Pour celui qui étudie la sexualité d’un point de vue anthropologique ou sociologique, ce qui est mon cas, la référence à la théorie des scripts sexuels est devenue incontournable. Celle-ci a été proposée par John Gagnon et William Simon au début des années 1970, puis élaborée tantôt par les deux auteurs ensemble, tantôt par l’un d’eux séparément (Gagnon 1977 et 2004, Simon 1996). Elle pose les principes théoriques pour une sociologie de la sexualité qui méritent de s’y arrêter, ne serait-ce que pour l’importance que certains lui accordent1. La théorie des scripts a l’ambition d’aller au-delà de Kinsey et de Freud.
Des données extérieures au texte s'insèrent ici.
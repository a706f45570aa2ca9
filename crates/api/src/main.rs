use anyhow::Context;

use shelfwatch_api::config::ApiConfig;

#[tokio::main]
async fn main() -> anyhow::Result<()> {
    shelfwatch_observability::init();

    let config = ApiConfig::from_env().context("invalid server configuration")?;
    let app = shelfwatch_api::app::build_app();

    let listener = tokio::net::TcpListener::bind(config.socket_addr())
        .await
        .with_context(|| format!("failed to bind {}", config.socket_addr()))?;

    tracing::info!("listening on {}", listener.local_addr()?);

    axum::serve(listener, app).await.context("server error")?;
    Ok(())
}
use uuid::Uuid;

/// Per-request context, inserted by [`crate::middleware::request_context`].
#[derive(Debug, Copy, Clone, PartialEq, Eq)]
pub struct RequestContext {
    request_id: Uuid,
}

impl RequestContext {
    /// Fresh context with a time-ordered (v7) request id.
    pub fn new() -> Self {
        Self {
            request_id: Uuid::now_v7(),
        }
    }

    pub fn request_id(&self) -> Uuid {
        self.request_id
    }
}

impl Default for RequestContext {
    fn default() -> Self {
        Self::new()
    }
}
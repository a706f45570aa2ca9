//! Shelf-life classification for inventory batches.
//!
//! This crate contains the business rules only, implemented as deterministic
//! pure functions (no IO, no HTTP, no storage):
//! - [`normalize`] turns any accepted payload shape into an ordered list of records;
//! - [`classify`] buckets those records by expiration status against a reference date;
//! - [`evaluate`] runs both for one request.

pub mod batch;
pub mod classify;
pub mod dates;
pub mod delimited;
pub mod item;
pub mod normalize;
pub mod payload;
pub mod summary;

pub use batch::evaluate;
pub use classify::{classify, classify_at, Classification};
pub use item::{Computed, EnrichedItem, Item, LeadTime, Status};
pub use normalize::normalize;
pub use payload::Payload;
pub use summary::FlagSummary;
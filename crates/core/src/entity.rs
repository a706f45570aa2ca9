//! Entity trait: identity across derived copies of the same record.

/// Entity marker + minimal interface.
///
/// Enriched copies of an item keep the identity of the record they were
/// derived from, so bucket membership can be decided by identifier alone.
pub trait Entity {
    /// Strongly-typed entity identifier.
    type Id: Clone + Eq + core::hash::Hash + core::fmt::Debug;

    /// Returns the entity identifier.
    fn id(&self) -> &Self::Id;
}
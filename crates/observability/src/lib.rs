//! Tracing/logging setup shared by the shelfwatch binaries.

/// Initialize process-wide tracing using the environment
/// (`RUST_LOG`, `LOG_FORMAT`).
///
/// This is safe to call multiple times; subsequent calls become no-ops.
pub fn init() {
    tracing::init(tracing::LogFormat::from_env());
}

/// Tracing configuration (filters, formatters).
pub mod tracing;

pub use self::tracing::LogFormat;
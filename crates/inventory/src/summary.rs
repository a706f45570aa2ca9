//! Per-item flag summary, shipped as one base64 string.
//!
//! Decoded, the summary is a small `;`-separated table:
//!
//! ```text
//! id;flag
//! A1;true
//! B2;false
//! ```

use base64::Engine;
use base64::engine::general_purpose::STANDARD;

use shelfwatch_core::{InventoryError, InventoryResult, ItemId};

pub const HEADER: &str = "id;flag";

/// One `(id, flag)` row per input item, in input order.
#[derive(Debug, Clone, Default, PartialEq, Eq)]
pub struct FlagSummary {
    rows: Vec<(ItemId, bool)>,
}

impl FlagSummary {
    pub fn new() -> Self {
        Self::default()
    }

    pub fn push(&mut self, id: ItemId, flagged: bool) {
        self.rows.push((id, flagged));
    }

    pub fn rows(&self) -> &[(ItemId, bool)] {
        &self.rows
    }

    /// The plain-text table, rows joined by `\n` with no trailing newline.
    pub fn to_text(&self) -> String {
        let mut text = String::from(HEADER);
        for (id, flagged) in &self.rows {
            text.push('\n');
            text.push_str(id.as_str());
            text.push(';');
            text.push_str(if *flagged { "true" } else { "false" });
        }
        text
    }

    pub fn encode(&self) -> String {
        STANDARD.encode(self.to_text())
    }

    /// Reverse of [`FlagSummary::encode`].
    pub fn decode(encoded: &str) -> InventoryResult<Self> {
        let bad = |reason: String| InventoryError::malformed("summary", "flagSummary", reason);

        let bytes = STANDARD
            .decode(encoded.trim())
            .map_err(|e| bad(format!("invalid base64: {e}")))?;
        let text = String::from_utf8(bytes).map_err(|e| bad(format!("invalid utf-8: {e}")))?;

        let mut lines = text.split('\n');
        match lines.next() {
            Some(HEADER) => {}
            other => return Err(bad(format!("expected header {HEADER:?}, found {other:?}"))),
        }

        let mut summary = Self::new();
        for (idx, line) in lines.enumerate() {
            // Identifiers may themselves contain `;`; the flag never does.
            let (id, flag) = line
                .rsplit_once(';')
                .ok_or_else(|| bad(format!("row {}: missing `;`", idx + 1)))?;
            let flagged = match flag {
                "true" => true,
                "false" => false,
                other => return Err(bad(format!("row {}: invalid flag {other:?}", idx + 1))),
            };
            summary.push(id.parse()?, flagged);
        }
        Ok(summary)
    }
}

#[cfg(test)]
mod tests {
    use super::*;

    fn sample() -> FlagSummary {
        let mut s = FlagSummary::new();
        s.push(ItemId::new("A1"), true);
        s.push(ItemId::new("B2"), false);
        s
    }

    #[test]
    fn text_layout_matches_consumers() {
        assert_eq!(sample().to_text(), "id;flag\nA1;true\nB2;false");
        assert_eq!(FlagSummary::new().to_text(), "id;flag");
    }

    #[test]
    fn encodes_with_padded_standard_alphabet() {
        assert_eq!(FlagSummary::new().encode(), "aWQ7ZmxhZw==");
    }

    #[test]
    fn decode_reverses_encode() {
        assert_eq!(FlagSummary::decode(&sample().encode()).unwrap(), sample());

        let mut odd = FlagSummary::new();
        odd.push(ItemId::new("lot;7"), true);
        assert_eq!(FlagSummary::decode(&odd.encode()).unwrap(), odd);
    }

    #[test]
    fn decode_rejects_garbage() {
        assert!(FlagSummary::decode("***").is_err());
        assert!(FlagSummary::decode(&STANDARD.encode("id,flag\nA1,true")).is_err());
        assert!(FlagSummary::decode(&STANDARD.encode("id;flag\nA1;maybe")).is_err());
        assert!(FlagSummary::decode(&STANDARD.encode("id;flag\nA1")).is_err());
    }
}
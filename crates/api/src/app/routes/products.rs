use axum::{
    extract::{rejection::JsonRejection, Extension},
    http::StatusCode,
    response::IntoResponse,
    Json,
};
use serde_json::Value;
use tracing::{info, warn};

use shelfwatch_core::{InventoryError, InventoryResult};
use shelfwatch_inventory::{evaluate, Classification, Payload};

use crate::app::{dto, errors};
use crate::context::RequestContext;

/// `POST /productos`: classify a product batch.
///
/// Always answers `200` with a [`dto::ServiceEnvelope`]; unreadable bodies and
/// classification failures are reported inside the envelope as
/// `{"error", "message"}`.
pub async fn classify_products(
    Extension(ctx): Extension<RequestContext>,
    body: Result<Json<Value>, JsonRejection>,
) -> axum::response::Response {
    let text = match run(body) {
        Ok(result) => serde_json::to_string(&result),
        Err(e) => {
            warn!(request_id = %ctx.request_id(), kind = e.kind(), "classification failed: {e}");
            serde_json::to_string(&errors::inventory_error_body(&e))
        }
    };

    match text {
        Ok(body) => (StatusCode::OK, Json(dto::ServiceEnvelope { body })).into_response(),
        Err(e) => errors::json_error(
            StatusCode::INTERNAL_SERVER_ERROR,
            "serialize_error",
            e.to_string(),
        ),
    }
}

fn run(body: Result<Json<Value>, JsonRejection>) -> InventoryResult<Classification> {
    let Json(body) = body.map_err(|rejection| {
        InventoryError::unrecognized(format!("unreadable request body: {}", rejection.body_text()))
    })?;
    let dto::ClassifyRequest {
        productos_json,
        hoy_iso,
    } = dto::ClassifyRequest::from_body(body)?;

    let payload = Payload::try_from(productos_json)?;
    info!(shape = payload.shape(), reference = %hoy_iso, "classification requested");
    evaluate(payload, &hoy_iso)
}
Pour la présenter, j’utiliserai l’exemple que Gagnon a donné à différentes reprises2. Je cite ici la version de 2004, dans la traduction française de 2008 (Gagnon, p. 60).

« Prenez un homme ordinaire de la classe moyenne, détachez-le de sa situation sociale habituelle et envoyez-le en voyage d’affaires, ou pour raisons professionnelles, dans un grand hôtel relativement anonyme. On peut même lui accorder un certain intérêt pour les aventures sexuelles. En retournant à l’hôtel le soir, il ouvre sa porte et là, dans la pénombre du couloir, il distingue une femme extrêmement séduisante et presque nue. On peut tout à fait penser que l’excitation sexuelle ne va pas être sa première réaction. Une petite minorité d’hommes – ceux qui sont un peu plus paranoïaques que les autres – vont tout d’abord chercher à identifier les signes de la présence de l’avocat de leur femme ou d’un détective privé. La majorité d’entre eux optera tout simplement pour une retraite embarrassée et précipitée. Même de retour dans le couloir et voulant vérifier le numéro de sa chambre, notre homme n’aura pas de réaction sexuelle. Il retournera plus probablement à la réception pour élucider le problème et utilisera le téléphone, qui est affectivement neutre. Dans cette situation, il manque un script efficace qui autoriserait cet homme à définir cette femme comme acteur érotique potentiel (le simple fait qu’elle soit séduisante ou presque nue n’est pas suffisant en soi) et la situation comme potentiellement sexuelle. Si ces deux éléments définitionnels avaient existé, la suite aurait pu être prévue avec exactitude. Mais sans un tel script, l’activité sexuelle ou l’excitation sexuelle ne sont guère probables. »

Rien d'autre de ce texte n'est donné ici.